Can you buy the artworks you that love and that are of value even on a tight budget? Many people who are interested in beginning art collection wonder whether it is possible to do so effectively within their economic means. Notably, the famous American art collector John Quinn is known for doing just that. Quinn was born in 1870 in Tiffin, Ohio. Quinn was the first born of his eight siblings to Irish immigrants James Willliam Quinn and Mary Quinlan Quinn. Quinn made his career as a New York lawyer with a modest income, but rose to fame for his extensive art patronage and the impressive art collection he amassed before his death in 1924.
Quinn was able to afford purchasing art by using his limited salary not to splurge on the expensive, old European masterpieces that were popular for his time, but on the art pieces he found personal appreciation for in more unknown, contemporary artists. Quinn began his art collection by purchasing from Irish artists in his desire to support his Irish heritage. As he formed friendships with other artists and art patrons whom he discovered through his own art explorations, Quinn was introduced even more deeply into the world of art. By pursuing his passions and own aesthetic interests, and closely observing art trends, Quinn soon took his position in the forefront as a dominant patron of the new modern art market.
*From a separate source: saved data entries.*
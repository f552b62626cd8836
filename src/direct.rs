//! Minimal TCP rendezvous relay.
//!
//! The listening device runs the relay itself: each inbound TCP connection
//! announces the dialer's device id in a short hello, is parked under a
//! random session key, and surfaces as an [`Invitation`]. Joining the
//! invitation hands the parked socket to the caller.
//!
//! Hello format: one length byte (always 32) followed by the dialer's
//! device id.

use async_trait::async_trait;
use bytes::Bytes;
use std::collections::HashMap;
use std::net::{IpAddr, Ipv4Addr, Ipv6Addr, SocketAddr};
use std::sync::atomic::{AtomicBool, Ordering};
use std::sync::Arc;
use std::time::Duration;
use tokio::io::{AsyncReadExt, AsyncWriteExt};
use tokio::net::{TcpListener, TcpStream};
use tokio::sync::{broadcast, mpsc, Mutex};

use crate::common::{format_relay_uri, parse_relay_uri, DnsResolver, TunnelConfig, RELAY_URI_SCHEME};
use crate::error::{Error, Result};
use crate::identity::{DeviceId, DEVICE_ID_LEN};
use crate::relay::{Invitation, Relay, RelayListener, SessionJoiner};
use crate::tls::CertKeyPair;

/// Size of the random key a parked session is stored under.
const SESSION_KEY_LEN: usize = 16;

/// Invitations buffered before the accept loop waits on the consumer.
const INVITATION_QUEUE: usize = 64;

/// Pause after a failed accept before trying again.
const ACCEPT_BACKOFF: Duration = Duration::from_millis(100);

/// Parked sockets by session key; `None` once the relay has stopped.
type ParkedSessions = Arc<Mutex<Option<HashMap<Bytes, TcpStream>>>>;

/// Direct TCP relay, usable as both the dialing and the listening side.
pub struct DirectRelay {
    config: TunnelConfig,
    resolver: DnsResolver,
    listener: Mutex<Option<TcpListener>>,
    local_addr: Option<SocketAddr>,
    advertise: Option<String>,
    serving: AtomicBool,
    sessions: ParkedSessions,
    invitations_tx: Mutex<Option<mpsc::Sender<Invitation>>>,
    invitations_rx: Mutex<mpsc::Receiver<Invitation>>,
}

impl DirectRelay {
    /// A relay that can only dial out.
    pub fn client(config: TunnelConfig) -> Self {
        Self::with_listener(config, None, None)
    }

    /// Binds the listening side on `addr`.
    ///
    /// `advertise` overrides the `host:port` reported by [`RelayListener::uri`].
    pub async fn bind(addr: &str, advertise: Option<String>, config: TunnelConfig) -> Result<Self> {
        let listener = TcpListener::bind(addr)
            .await
            .map_err(|e| Error::Relay(format!("failed to bind relay on {}: {}", addr, e)))?;
        Ok(Self::with_listener(config, Some(listener), advertise))
    }

    fn with_listener(config: TunnelConfig, listener: Option<TcpListener>, advertise: Option<String>) -> Self {
        let (tx, rx) = mpsc::channel(INVITATION_QUEUE);
        let local_addr = listener.as_ref().and_then(|l| l.local_addr().ok());
        Self {
            config,
            resolver: DnsResolver::new(),
            listener: Mutex::new(listener),
            local_addr,
            advertise,
            serving: AtomicBool::new(false),
            sessions: Arc::new(Mutex::new(Some(HashMap::new()))),
            invitations_tx: Mutex::new(Some(tx)),
            invitations_rx: Mutex::new(rx),
        }
    }

    /// Address the listener is bound to.
    pub fn local_addr(&self) -> Option<SocketAddr> {
        self.local_addr
    }

    async fn dial(&self, invitation: &Invitation) -> Result<TcpStream> {
        let (host, port) = parse_relay_uri(&invitation.address)?;
        let addr = self.resolver.resolve(&host, port).await?;
        let timeout = self.config.conn_timeout;

        let mut stream = match tokio::time::timeout(timeout, TcpStream::connect(addr)).await {
            Ok(Ok(stream)) => stream,
            Ok(Err(e)) => return Err(Error::Relay(format!("failed to connect to {}: {}", addr, e))),
            Err(_) => {
                return Err(Error::Timeout {
                    operation: "relay connect",
                    after: timeout,
                })
            }
        };
        stream.set_nodelay(true)?;

        let mut hello = Vec::with_capacity(1 + invitation.key.len());
        hello.push(u8::try_from(invitation.key.len()).map_err(|_| Error::Relay("session key too long".to_string()))?);
        hello.extend_from_slice(&invitation.key);
        match tokio::time::timeout(timeout, stream.write_all(&hello)).await {
            Ok(result) => result?,
            Err(_) => {
                return Err(Error::Timeout {
                    operation: "relay hello",
                    after: timeout,
                })
            }
        }

        tracing::debug!(relay = %addr, "joined relay session");
        Ok(stream)
    }

    async fn take_parked(&self, invitation: &Invitation) -> Result<TcpStream> {
        self.sessions
            .lock()
            .await
            .as_mut()
            .and_then(|parked| parked.remove(&invitation.key))
            .ok_or_else(|| Error::Relay(format!("no pending session for {}", invitation)))
    }
}

#[async_trait]
impl SessionJoiner for DirectRelay {
    async fn join_session(&self, invitation: &Invitation) -> Result<TcpStream> {
        if invitation.server_socket {
            self.take_parked(invitation).await
        } else {
            self.dial(invitation).await
        }
    }
}

#[async_trait]
impl Relay for DirectRelay {
    async fn get_invitation(
        &self,
        relay_uri: &str,
        target: &DeviceId,
        own: &CertKeyPair,
    ) -> Result<Invitation> {
        parse_relay_uri(relay_uri)?;
        Ok(Invitation {
            from: Bytes::copy_from_slice(target.as_bytes()),
            key: Bytes::copy_from_slice(own.id.as_bytes()),
            address: relay_uri.to_string(),
            server_socket: false,
        })
    }
}

#[async_trait]
impl RelayListener for DirectRelay {
    async fn serve(&self, mut shutdown: broadcast::Receiver<()>) -> Result<()> {
        let listener = self
            .listener
            .lock()
            .await
            .take()
            .ok_or_else(|| Error::Relay("relay is not bound or already serving".to_string()))?;
        let tx = self
            .invitations_tx
            .lock()
            .await
            .clone()
            .ok_or_else(|| Error::Relay("relay already stopped".to_string()))?;

        self.serving.store(true, Ordering::SeqCst);
        tracing::info!(uri = ?self.uri(), "relay listening");

        let listener = &listener;
        loop {
            tokio::select! {
                (stream, peer) = accept_with_backoff(move || listener.accept()) => {
                    let sessions = Arc::clone(&self.sessions);
                    let tx = tx.clone();
                    let timeout = self.config.conn_timeout;
                    tokio::spawn(async move {
                        if let Err(e) = park(stream, peer, sessions, tx, timeout).await {
                            tracing::debug!(peer = %peer, error = %e, "rejected relay connection");
                        }
                    });
                }
                _ = shutdown.recv() => {
                    tracing::debug!("relay received shutdown signal");
                    break;
                }
            }
        }

        self.serving.store(false, Ordering::SeqCst);
        self.invitations_tx.lock().await.take();

        // Invitations still queued can no longer be joined.
        if let Some(parked) = self.sessions.lock().await.take() {
            if !parked.is_empty() {
                tracing::debug!(count = parked.len(), "dropping unjoined sessions");
            }
        }
        Ok(())
    }

    async fn next_invitation(&self) -> Option<Invitation> {
        self.invitations_rx.lock().await.recv().await
    }

    fn uri(&self) -> Option<String> {
        if !self.serving.load(Ordering::SeqCst) {
            return None;
        }
        if let Some(advertise) = &self.advertise {
            return Some(format!("{}://{}", RELAY_URI_SCHEME, advertise));
        }
        self.local_addr.map(|addr| format_relay_uri(&reachable(addr)))
    }
}

/// Reads the hello, parks the socket and queues an invitation for it.
async fn park(
    mut stream: TcpStream,
    peer: SocketAddr,
    sessions: ParkedSessions,
    tx: mpsc::Sender<Invitation>,
    timeout: Duration,
) -> Result<()> {
    let from = match tokio::time::timeout(timeout, read_hello(&mut stream)).await {
        Ok(result) => result?,
        Err(_) => {
            return Err(Error::Timeout {
                operation: "relay hello",
                after: timeout,
            })
        }
    };
    stream.set_nodelay(true)?;

    let mut key = [0u8; SESSION_KEY_LEN];
    getrandom::getrandom(&mut key)
        .map_err(|e| Error::Relay(format!("failed to generate session key: {}", e)))?;
    let key = Bytes::copy_from_slice(&key);

    match sessions.lock().await.as_mut() {
        Some(parked) => parked.insert(key.clone(), stream),
        None => return Err(Error::Relay("relay stopped".to_string())),
    };

    let invitation = Invitation {
        from: Bytes::copy_from_slice(from.as_bytes()),
        key: key.clone(),
        address: peer.to_string(),
        server_socket: true,
    };
    tracing::debug!(invitation = %invitation, "queued invitation");
    if tx.send(invitation).await.is_err() {
        if let Some(parked) = sessions.lock().await.as_mut() {
            parked.remove(&key);
        }
        return Err(Error::Relay("relay stopped".to_string()));
    }
    Ok(())
}

/// Accepts the next connection, pausing after each failure.
///
/// Accept errors are mostly transient: descriptor exhaustion (EMFILE, ENFILE)
/// and connections reset before they were accepted. Retrying at once would
/// spin while the condition lasts.
async fn accept_with_backoff<F, Fut, T>(mut accept: F) -> T
where
    F: FnMut() -> Fut,
    Fut: std::future::Future<Output = std::io::Result<T>>,
{
    loop {
        match accept().await {
            Ok(accepted) => return accepted,
            Err(e) => {
                tracing::warn!(error = %e, "relay accept failed");
                tokio::time::sleep(ACCEPT_BACKOFF).await;
            }
        }
    }
}

async fn read_hello(stream: &mut TcpStream) -> Result<DeviceId> {
    let len = usize::from(stream.read_u8().await?);
    if len != DEVICE_ID_LEN {
        return Err(Error::Relay(format!("bad hello length {}", len)));
    }
    let mut id = [0u8; DEVICE_ID_LEN];
    stream.read_exact(&mut id).await?;
    Ok(DeviceId::from_bytes(&id)?)
}

/// Replaces an unspecified bind address with loopback of the same family.
fn reachable(addr: SocketAddr) -> SocketAddr {
    match addr.ip() {
        IpAddr::V4(ip) if ip.is_unspecified() => SocketAddr::new(Ipv4Addr::LOCALHOST.into(), addr.port()),
        IpAddr::V6(ip) if ip.is_unspecified() => SocketAddr::new(Ipv6Addr::LOCALHOST.into(), addr.port()),
        _ => addr,
    }
}
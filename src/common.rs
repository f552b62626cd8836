//! Constants, tunnel configuration and helpers shared by the client, server
//! and relay modules.

use crate::error::{Error, Result};
use std::net::SocketAddr;
use std::sync::Arc;
use std::time::Duration;
use tokio::sync::Mutex;

/// Deadline for every handshake, relay and command-byte operation.
pub const CONN_TIMEOUT: Duration = Duration::from_secs(10);

/// Retries after the first connect attempt (11 attempts in total).
pub const CONNECT_RETRIES: u32 = 10;

/// Interval between liveness pings.
pub const PING_INTERVAL: Duration = Duration::from_millis(1500);

/// Default bind address of the direct relay listener.
pub const DEFAULT_RELAY_LISTEN: &str = "0.0.0.0:22067";

/// Default interval between discovery announcements.
pub const DEFAULT_ANNOUNCE_INTERVAL: Duration = Duration::from_secs(30);

/// URI scheme understood by the direct relay.
pub const RELAY_URI_SCHEME: &str = "tcp";

/// Timeouts and retry budget for establishing tunnels.
#[derive(Debug, Clone, Copy, PartialEq, Eq)]
pub struct TunnelConfig {
    /// Deadline applied to each handshake and command-byte operation.
    pub conn_timeout: Duration,
    /// Retries after the first connect attempt.
    pub connect_retries: u32,
}

impl Default for TunnelConfig {
    fn default() -> Self {
        Self {
            conn_timeout: CONN_TIMEOUT,
            connect_retries: CONNECT_RETRIES,
        }
    }
}

/// Splits a relay URI of the form `tcp://host:port` into host and port.
///
/// Bracketed IPv6 hosts (`tcp://[::1]:22067`) are unwrapped.
pub fn parse_relay_uri(uri: &str) -> Result<(String, u16)> {
    let rest = uri
        .strip_prefix(RELAY_URI_SCHEME)
        .and_then(|r| r.strip_prefix("://"))
        .ok_or_else(|| {
            Error::Relay(format!(
                "relay uri must start with {}://: '{}'",
                RELAY_URI_SCHEME, uri
            ))
        })?;

    // Ignore anything after the authority, e.g. query parameters
    let authority = rest
        .split(|c| c == '/' || c == '?')
        .next()
        .unwrap_or_default();

    let colon_pos = authority
        .rfind(':')
        .ok_or_else(|| Error::Relay(format!("relay uri must include port: '{}'", uri)))?;
    let host_part = &authority[..colon_pos];
    let port_part = &authority[colon_pos + 1..];

    let host = if host_part.starts_with('[') && host_part.ends_with(']') {
        &host_part[1..host_part.len() - 1]
    } else {
        host_part
    };
    if host.is_empty() {
        return Err(Error::Relay(format!("relay uri has no host: '{}'", uri)));
    }

    let port: u16 = port_part
        .parse()
        .map_err(|_| Error::Relay(format!("invalid port in relay uri '{}'", uri)))?;

    Ok((host.to_string(), port))
}

/// Formats a socket address as a relay URI.
pub fn format_relay_uri(addr: &SocketAddr) -> String {
    format!("{}://{}", RELAY_URI_SCHEME, addr)
}

/// Shared DNS resolver, lazily initialised and reused across lookups.
pub struct DnsResolver {
    resolver: Arc<Mutex<Option<hickory_resolver::Resolver<hickory_resolver::name_server::TokioConnectionProvider>>>>,
}

impl DnsResolver {
    pub fn new() -> Self {
        Self {
            resolver: Arc::new(Mutex::new(None)),
        }
    }

    /// Resolves a hostname to a SocketAddr. IP literals skip the resolver.
    pub async fn resolve(&self, host: &str, port: u16) -> Result<SocketAddr> {
        if let Ok(ip) = host.parse::<std::net::IpAddr>() {
            return Ok(SocketAddr::new(ip, port));
        }

        let mut resolver_guard = self.resolver.lock().await;
        if resolver_guard.is_none() {
            let resolver = hickory_resolver::Resolver::builder_tokio()
                .map_err(|e| Error::Config(format!("failed to create DNS resolver: {}", e)))?
                .build();
            *resolver_guard = Some(resolver);
        }
        let Some(resolver) = resolver_guard.as_ref() else {
            return Err(Error::Config("DNS resolver unavailable".to_string()));
        };

        let response = resolver
            .lookup_ip(host)
            .await
            .map_err(|e| Error::Relay(format!("failed to resolve '{}': {}", host, e)))?;

        response
            .iter()
            .next()
            .map(|ip| SocketAddr::new(ip, port))
            .ok_or_else(|| Error::Relay(format!("no addresses found for '{}'", host)))
    }
}

impl Default for DnsResolver {
    fn default() -> Self {
        Self::new()
    }
}

/// Formats a duration in a human-readable format similar to Go's duration format.
pub fn format_duration(d: Duration) -> String {
    let secs = d.as_secs();
    let nanos = d.subsec_nanos();

    if secs == 0 && nanos == 0 {
        return "0s".to_string();
    }

    let mut result = String::new();

    let hours = secs / 3600;
    let mins = (secs % 3600) / 60;
    let secs_remainder = secs % 60;

    if hours > 0 {
        result.push_str(&format!("{}h", hours));
    }
    if mins > 0 {
        result.push_str(&format!("{}m", mins));
    }
    if nanos > 0 && hours == 0 && mins == 0 {
        let ms = secs_remainder * 1000 + u64::from(nanos / 1_000_000);
        if secs_remainder > 0 && ms % 1000 != 0 {
            result.push_str(&format!("{}.{}s", secs_remainder, (ms % 1000) / 100));
        } else if secs_remainder > 0 {
            result.push_str(&format!("{}s", secs_remainder));
        } else if ms > 0 {
            result.push_str(&format!("{}ms", ms));
        }
    } else if secs_remainder > 0 {
        result.push_str(&format!("{}s", secs_remainder));
    }

    if result.is_empty() {
        "0s".to_string()
    } else {
        result
    }
}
John Quinn saw value in art where others did not. Instead of relying on the opinions of one or two art critics, Quinn observed the art market in its entirely, was willing to take risks in purchasing works from unknown or new artists. His steadfast patronage to many artists helped them increase their reputation and gain popularity and success. Quinn, however, did not ignore the artistic and commercial value of his purchases either, and was eager to find contemporary masterpieces. And, Quinn was able to find them: through touring galleries, observing art, and purchasing works that resonated through their color, composition, or story. It was not Quinn’s income that determined his status as an art patron, but his enthusiasm and commitment to finding true works of art which allowed him to obtain one of the largest and most valuable art collections of his time.